She'd read a dozen books about why this was a foolish idea. In the first place, the scream is easily warded by an adult witch or wizard. Further, they only scream when awoken, so you must awkwardly go to battle with a fairly obvious large container, making surprise difficult to achieve. Even further, Mandrakes take most of a year to fully mature. Until then, their scream will merely cause unconsciousness. There were many other spells that could be cast that did not require most of a year of preparation and a large flowerpot, and which could not be blocked by numerous trivial charms. The plant had its uses, but the practical ones were almost universally as a potion ingredient.

Mandrakes and chainsaws made poor weapons, and for much the same reasons.

All of those caveats were true, and all of those scolding books were wise. But if you wished to attack from beyond wand distance, unexpectedly, and with the intention to stun?

Bombs away.

Hermione had no intention of making this a fair fight. As long as you controlled the battlefield, you controlled combat, and she'd come prepared for an aerial war. They had tricks upon tricks upon tricks. There were a thousand different clever things one could do quite beyond normal magical dogfighting. If she could eliminate most of the enemy like this, before they'd even had a chance to take to the air, then this fight would be short and safe.

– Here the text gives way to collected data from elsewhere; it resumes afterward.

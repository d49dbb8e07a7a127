use std::path::{Path, PathBuf};
use std::sync::{LazyLock, Mutex, MutexGuard};

static CWD_LOCK: LazyLock<Mutex<()>> = LazyLock::new(|| Mutex::new(()));

/// Switches the process working directory for the lifetime of the guard.
pub(crate) struct DirGuard {
    original: PathBuf,
    _lock: MutexGuard<'static, ()>,
}

impl DirGuard {
    pub(crate) fn new(new_dir: &Path) -> Self {
        // The working directory is process-global; hold the lock even if a
        // #[serial] annotation is missed.
        let lock = CWD_LOCK.lock().unwrap_or_else(|poison| poison.into_inner());
        let original = std::env::current_dir().unwrap();
        std::env::set_current_dir(new_dir).unwrap();
        Self {
            original,
            _lock: lock,
        }
    }
}

impl Drop for DirGuard {
    fn drop(&mut self) {
        let _ = std::env::set_current_dir(&self.original);
    }
}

They'd run out of Mandrakes. Hermione peered down, squinting. From this vantage point, it was hard to tell, but only ten or eleven soldiers still seemed to be moving. It was time for

falling

It was time for falling, apparently. Hermione's broom went dead as a stone between her legs. Ah, she mused, letting it tumble away from her fingers. That's why they didn't turn off the jinx. They were just working on making it stronger. Clever defense, she didn't know you could do that. Two overlapping fields, perhaps, with one usually off? The wind whipped her robes against her face as she fell. How long? Seconds.

Hermione reached to her wrist and slapped a bracelet there, hard. Never fight in the air without a backup.

Hm. Beater Bastion not working. She slapped it again.

It was a safety device meant for Quidditch, and it was supposed to be reliable, but she couldn't help but notice that she was still plummeting.

She twisted in the air, scrambling for her wand and looking for one of the Returned. There was no one… getting closer to the ground now… a few seconds… no, there, Simon, if she could just... no, damn, where'd he go… there was Esther but Stunned, no no… have to move, can you swim through the air?... turn turn turn, there he is there wand up and YES "Arresto Momentum!"

He vanished from her sight, jerked away as his descent rapidly slowed.

And that was the last thought Hermione had for some indeterminate amount of time.

≡Ω

She could see. Her eyes had already been open, so she hadn't needed to do that. But she could see. They must have just healed. She felt nothing. That would be her spine, broken. Lucky, lucky. This would be much more unpleasant, otherwise.

Not sure how long she'd been out. A minute or two, probably. She'd fallen quite far, but wizards were resistant to blunt trauma generally - some quirk of magical inheritance. Also, Hermione was a troll/unicorn woman, and rather hard to hurt.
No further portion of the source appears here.